Collect every line in the records below that contains the word "Applied".

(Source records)
# # # # #

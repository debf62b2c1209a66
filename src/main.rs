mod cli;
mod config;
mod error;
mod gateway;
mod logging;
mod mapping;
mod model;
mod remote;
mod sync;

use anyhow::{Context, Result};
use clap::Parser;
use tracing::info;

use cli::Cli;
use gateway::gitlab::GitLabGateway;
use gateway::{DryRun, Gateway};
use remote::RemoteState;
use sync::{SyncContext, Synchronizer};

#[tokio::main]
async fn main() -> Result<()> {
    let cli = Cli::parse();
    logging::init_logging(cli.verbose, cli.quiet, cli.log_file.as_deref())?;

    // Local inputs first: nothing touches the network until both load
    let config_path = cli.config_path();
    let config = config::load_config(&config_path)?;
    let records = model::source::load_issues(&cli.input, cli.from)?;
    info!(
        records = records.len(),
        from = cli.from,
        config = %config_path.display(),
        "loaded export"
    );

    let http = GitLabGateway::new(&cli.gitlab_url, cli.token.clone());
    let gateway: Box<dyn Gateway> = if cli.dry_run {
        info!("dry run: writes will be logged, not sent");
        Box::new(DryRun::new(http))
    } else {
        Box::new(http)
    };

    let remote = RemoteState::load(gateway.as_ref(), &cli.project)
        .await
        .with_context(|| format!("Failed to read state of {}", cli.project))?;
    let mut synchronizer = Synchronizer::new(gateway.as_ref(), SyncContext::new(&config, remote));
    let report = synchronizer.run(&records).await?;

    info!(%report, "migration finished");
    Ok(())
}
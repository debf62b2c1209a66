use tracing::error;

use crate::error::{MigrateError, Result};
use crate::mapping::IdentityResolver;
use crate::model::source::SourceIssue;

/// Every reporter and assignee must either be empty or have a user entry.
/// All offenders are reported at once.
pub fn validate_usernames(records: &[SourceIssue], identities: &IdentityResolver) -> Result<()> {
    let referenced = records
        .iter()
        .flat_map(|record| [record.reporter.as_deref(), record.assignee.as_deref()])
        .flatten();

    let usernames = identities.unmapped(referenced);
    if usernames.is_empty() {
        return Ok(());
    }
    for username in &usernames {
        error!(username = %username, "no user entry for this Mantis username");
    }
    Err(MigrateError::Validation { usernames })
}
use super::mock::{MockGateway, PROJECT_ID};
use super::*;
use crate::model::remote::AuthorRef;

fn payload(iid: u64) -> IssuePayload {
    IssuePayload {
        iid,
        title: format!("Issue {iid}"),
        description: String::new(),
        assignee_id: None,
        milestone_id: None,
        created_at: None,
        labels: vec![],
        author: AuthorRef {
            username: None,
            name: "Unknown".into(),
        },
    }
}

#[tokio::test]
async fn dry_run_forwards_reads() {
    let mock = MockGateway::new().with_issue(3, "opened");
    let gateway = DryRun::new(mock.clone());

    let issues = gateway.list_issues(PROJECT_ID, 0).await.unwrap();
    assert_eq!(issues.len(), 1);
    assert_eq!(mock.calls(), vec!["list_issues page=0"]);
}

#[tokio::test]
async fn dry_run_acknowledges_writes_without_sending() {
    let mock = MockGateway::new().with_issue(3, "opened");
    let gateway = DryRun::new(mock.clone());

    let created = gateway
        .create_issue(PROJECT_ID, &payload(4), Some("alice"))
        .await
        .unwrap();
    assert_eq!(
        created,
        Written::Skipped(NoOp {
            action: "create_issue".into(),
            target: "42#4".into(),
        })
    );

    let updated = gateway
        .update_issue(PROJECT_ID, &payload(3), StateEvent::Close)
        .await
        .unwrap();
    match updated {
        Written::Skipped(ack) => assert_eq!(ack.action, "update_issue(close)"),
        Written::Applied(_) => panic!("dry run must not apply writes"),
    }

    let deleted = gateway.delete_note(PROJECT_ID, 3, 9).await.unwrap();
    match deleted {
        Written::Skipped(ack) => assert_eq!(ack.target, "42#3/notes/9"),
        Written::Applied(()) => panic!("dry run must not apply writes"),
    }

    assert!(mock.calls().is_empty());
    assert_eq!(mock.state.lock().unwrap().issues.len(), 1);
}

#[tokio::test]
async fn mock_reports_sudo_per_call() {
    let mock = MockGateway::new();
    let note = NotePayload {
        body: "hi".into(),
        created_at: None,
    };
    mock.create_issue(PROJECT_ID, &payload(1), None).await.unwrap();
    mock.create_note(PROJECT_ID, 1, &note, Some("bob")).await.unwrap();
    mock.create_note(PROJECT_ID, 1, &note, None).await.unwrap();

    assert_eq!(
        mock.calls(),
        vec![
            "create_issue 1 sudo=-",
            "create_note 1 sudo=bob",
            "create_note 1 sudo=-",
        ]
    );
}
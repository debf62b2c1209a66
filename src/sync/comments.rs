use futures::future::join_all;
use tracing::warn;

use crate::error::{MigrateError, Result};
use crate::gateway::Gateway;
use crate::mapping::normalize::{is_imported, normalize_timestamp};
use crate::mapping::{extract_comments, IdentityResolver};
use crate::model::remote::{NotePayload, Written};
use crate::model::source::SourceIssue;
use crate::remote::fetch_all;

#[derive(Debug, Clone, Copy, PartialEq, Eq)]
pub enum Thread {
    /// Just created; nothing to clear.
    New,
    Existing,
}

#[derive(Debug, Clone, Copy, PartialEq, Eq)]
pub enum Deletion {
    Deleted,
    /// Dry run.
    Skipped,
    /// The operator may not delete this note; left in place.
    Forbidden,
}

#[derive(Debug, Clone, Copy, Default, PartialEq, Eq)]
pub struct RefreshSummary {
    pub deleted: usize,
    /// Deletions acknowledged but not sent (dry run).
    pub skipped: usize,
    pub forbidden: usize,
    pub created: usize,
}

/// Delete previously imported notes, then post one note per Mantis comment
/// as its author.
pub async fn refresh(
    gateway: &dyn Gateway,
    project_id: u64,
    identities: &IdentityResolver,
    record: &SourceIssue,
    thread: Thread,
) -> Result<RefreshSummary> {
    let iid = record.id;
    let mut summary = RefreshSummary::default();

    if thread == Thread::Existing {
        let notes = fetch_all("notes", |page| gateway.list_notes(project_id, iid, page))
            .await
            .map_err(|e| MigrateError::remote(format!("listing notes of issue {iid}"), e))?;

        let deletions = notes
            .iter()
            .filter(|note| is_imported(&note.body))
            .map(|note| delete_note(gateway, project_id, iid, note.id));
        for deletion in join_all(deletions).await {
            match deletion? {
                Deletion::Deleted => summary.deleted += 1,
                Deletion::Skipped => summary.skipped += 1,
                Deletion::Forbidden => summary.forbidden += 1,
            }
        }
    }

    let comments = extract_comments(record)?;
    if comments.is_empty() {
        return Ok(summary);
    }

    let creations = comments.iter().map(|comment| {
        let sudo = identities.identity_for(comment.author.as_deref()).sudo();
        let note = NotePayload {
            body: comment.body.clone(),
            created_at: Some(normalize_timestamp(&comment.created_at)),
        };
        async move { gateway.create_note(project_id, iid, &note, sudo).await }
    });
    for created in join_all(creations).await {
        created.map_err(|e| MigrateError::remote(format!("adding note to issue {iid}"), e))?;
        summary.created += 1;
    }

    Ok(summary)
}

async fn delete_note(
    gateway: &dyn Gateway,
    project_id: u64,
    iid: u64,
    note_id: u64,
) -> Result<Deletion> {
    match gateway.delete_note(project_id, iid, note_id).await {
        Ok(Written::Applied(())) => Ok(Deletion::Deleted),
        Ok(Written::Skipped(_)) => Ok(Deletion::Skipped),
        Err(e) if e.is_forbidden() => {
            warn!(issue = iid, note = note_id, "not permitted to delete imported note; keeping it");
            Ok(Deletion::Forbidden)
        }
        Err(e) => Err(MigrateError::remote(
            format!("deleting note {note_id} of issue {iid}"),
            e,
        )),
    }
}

# # # # #

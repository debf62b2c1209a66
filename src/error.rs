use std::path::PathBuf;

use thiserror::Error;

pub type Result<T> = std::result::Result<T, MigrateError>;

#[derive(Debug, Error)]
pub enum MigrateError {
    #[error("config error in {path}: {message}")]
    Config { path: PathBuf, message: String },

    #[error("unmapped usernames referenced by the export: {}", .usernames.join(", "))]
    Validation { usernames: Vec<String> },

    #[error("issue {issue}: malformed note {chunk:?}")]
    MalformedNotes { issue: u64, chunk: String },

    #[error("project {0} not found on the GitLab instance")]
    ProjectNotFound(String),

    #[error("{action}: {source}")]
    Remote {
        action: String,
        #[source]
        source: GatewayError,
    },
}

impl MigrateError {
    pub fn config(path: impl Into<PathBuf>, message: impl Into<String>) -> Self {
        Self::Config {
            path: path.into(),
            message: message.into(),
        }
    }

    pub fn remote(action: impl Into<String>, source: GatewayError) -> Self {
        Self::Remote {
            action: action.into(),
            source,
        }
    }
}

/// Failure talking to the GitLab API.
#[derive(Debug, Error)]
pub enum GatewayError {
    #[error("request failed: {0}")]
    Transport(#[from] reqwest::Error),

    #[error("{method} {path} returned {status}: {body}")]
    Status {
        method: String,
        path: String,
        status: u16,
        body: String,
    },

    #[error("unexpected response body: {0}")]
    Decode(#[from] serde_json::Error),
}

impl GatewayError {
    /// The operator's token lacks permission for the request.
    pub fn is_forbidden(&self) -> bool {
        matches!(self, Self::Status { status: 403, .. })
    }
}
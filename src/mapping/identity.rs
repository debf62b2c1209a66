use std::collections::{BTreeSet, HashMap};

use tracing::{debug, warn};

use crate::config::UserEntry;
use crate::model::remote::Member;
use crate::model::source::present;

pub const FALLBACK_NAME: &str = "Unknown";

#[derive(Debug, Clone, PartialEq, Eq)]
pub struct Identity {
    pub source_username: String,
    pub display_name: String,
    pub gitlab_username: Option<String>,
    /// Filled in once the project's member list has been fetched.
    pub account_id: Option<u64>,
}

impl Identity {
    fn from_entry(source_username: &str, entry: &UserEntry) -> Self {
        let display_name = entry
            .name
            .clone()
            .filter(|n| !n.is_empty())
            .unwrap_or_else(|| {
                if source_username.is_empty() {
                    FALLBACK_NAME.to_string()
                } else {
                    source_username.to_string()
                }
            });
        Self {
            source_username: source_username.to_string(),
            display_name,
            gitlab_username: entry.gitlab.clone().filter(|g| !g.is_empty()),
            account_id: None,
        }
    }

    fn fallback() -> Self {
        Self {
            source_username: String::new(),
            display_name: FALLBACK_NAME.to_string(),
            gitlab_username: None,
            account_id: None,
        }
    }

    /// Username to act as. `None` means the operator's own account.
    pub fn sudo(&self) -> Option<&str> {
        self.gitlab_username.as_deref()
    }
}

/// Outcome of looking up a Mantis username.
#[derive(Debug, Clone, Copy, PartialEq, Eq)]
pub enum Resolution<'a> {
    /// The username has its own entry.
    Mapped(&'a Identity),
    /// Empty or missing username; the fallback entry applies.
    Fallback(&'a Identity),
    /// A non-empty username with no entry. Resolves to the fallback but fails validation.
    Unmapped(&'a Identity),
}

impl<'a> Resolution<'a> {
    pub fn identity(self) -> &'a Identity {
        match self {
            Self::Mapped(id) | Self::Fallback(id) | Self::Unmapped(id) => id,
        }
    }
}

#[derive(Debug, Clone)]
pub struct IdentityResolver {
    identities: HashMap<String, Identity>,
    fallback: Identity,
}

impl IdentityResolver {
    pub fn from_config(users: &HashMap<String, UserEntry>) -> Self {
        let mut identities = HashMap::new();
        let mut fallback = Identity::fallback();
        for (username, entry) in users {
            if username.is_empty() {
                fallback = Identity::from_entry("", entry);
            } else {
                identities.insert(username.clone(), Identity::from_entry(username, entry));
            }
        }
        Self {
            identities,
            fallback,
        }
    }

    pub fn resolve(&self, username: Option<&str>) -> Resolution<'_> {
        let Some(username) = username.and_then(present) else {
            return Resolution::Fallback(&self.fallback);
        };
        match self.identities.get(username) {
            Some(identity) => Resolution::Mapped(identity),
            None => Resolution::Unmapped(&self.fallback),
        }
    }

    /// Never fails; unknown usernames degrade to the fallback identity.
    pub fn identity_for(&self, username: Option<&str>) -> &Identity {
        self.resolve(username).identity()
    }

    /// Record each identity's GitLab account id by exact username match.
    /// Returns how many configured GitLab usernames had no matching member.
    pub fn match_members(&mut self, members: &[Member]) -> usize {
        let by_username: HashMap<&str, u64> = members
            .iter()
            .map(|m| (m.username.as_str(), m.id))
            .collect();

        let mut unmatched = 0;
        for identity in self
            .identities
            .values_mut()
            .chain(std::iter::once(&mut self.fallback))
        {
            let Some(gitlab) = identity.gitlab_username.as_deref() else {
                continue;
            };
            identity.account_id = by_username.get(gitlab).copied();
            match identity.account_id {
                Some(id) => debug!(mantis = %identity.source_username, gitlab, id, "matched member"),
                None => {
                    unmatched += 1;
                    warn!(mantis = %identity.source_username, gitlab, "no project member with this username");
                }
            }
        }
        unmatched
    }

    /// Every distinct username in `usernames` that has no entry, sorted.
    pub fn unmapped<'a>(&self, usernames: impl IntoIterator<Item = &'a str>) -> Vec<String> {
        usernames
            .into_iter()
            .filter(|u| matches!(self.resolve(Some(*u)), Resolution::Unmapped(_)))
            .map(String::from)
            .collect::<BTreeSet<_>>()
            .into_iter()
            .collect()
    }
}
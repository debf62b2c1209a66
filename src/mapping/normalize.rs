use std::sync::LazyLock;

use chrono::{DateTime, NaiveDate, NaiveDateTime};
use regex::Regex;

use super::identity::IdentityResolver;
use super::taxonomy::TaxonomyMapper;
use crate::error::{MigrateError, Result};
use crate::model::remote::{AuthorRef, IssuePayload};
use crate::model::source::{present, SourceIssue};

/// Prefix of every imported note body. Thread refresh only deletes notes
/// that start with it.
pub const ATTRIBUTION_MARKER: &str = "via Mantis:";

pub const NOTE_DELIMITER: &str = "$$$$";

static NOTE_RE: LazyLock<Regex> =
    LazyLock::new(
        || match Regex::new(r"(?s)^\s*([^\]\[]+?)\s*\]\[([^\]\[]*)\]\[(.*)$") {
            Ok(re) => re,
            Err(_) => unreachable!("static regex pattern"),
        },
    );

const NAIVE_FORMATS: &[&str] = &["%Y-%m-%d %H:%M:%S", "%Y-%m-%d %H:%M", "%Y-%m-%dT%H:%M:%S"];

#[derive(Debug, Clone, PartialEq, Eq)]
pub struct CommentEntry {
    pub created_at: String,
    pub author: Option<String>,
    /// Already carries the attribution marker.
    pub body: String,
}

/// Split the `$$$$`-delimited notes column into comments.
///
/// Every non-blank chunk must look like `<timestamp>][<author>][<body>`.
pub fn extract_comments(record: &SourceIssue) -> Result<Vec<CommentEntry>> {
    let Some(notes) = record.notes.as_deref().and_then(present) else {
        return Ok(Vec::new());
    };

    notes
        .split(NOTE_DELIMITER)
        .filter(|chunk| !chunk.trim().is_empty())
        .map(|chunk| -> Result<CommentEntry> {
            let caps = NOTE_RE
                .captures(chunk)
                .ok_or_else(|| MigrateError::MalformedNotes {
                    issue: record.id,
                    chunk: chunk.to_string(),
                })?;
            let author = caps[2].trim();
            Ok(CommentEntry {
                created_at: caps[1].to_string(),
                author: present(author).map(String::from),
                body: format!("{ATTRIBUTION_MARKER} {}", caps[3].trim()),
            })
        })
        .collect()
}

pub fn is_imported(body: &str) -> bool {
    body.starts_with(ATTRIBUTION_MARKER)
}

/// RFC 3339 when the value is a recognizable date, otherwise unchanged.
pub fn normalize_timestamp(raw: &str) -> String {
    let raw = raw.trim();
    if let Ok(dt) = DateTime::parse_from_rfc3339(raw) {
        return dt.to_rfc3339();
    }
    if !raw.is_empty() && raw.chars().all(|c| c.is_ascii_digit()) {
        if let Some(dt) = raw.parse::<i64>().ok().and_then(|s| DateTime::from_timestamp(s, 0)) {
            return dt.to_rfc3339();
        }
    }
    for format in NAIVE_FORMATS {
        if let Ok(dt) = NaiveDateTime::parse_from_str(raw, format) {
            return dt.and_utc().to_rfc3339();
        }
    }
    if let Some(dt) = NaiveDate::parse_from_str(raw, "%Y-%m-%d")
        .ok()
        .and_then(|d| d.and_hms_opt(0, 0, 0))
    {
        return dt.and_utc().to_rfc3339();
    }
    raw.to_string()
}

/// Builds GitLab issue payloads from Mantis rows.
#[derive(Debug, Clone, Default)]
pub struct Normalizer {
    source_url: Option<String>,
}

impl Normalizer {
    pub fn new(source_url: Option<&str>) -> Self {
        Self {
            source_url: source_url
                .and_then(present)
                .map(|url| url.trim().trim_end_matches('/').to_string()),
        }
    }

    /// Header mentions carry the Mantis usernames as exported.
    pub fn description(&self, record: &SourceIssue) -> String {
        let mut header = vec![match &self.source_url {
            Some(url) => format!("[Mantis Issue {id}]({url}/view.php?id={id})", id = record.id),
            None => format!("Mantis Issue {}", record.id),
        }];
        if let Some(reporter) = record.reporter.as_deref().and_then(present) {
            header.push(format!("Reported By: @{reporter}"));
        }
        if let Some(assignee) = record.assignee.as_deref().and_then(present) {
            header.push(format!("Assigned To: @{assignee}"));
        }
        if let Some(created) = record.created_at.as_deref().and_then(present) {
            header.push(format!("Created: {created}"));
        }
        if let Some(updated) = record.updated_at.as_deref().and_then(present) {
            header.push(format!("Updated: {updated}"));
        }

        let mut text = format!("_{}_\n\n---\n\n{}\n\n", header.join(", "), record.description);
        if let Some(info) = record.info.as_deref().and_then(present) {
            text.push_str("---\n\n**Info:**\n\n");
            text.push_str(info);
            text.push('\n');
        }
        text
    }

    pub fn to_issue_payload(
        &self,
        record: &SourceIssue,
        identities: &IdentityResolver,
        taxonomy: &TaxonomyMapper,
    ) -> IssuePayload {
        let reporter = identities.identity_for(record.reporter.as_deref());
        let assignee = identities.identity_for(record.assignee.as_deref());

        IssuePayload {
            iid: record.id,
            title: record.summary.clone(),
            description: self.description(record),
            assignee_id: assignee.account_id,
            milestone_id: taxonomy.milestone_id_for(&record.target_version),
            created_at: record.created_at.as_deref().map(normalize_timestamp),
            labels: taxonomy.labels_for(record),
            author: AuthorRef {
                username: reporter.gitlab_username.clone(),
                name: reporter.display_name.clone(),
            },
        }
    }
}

# # # # #

> **SOLUTION TO THIS TASK**:
        Written::Applied(_) => panic!("dry run must not apply writes"),
        Written::Applied(()) => panic!("dry run must not apply writes"),
        Ok(Written::Applied(())) => Ok(Deletion::Deleted),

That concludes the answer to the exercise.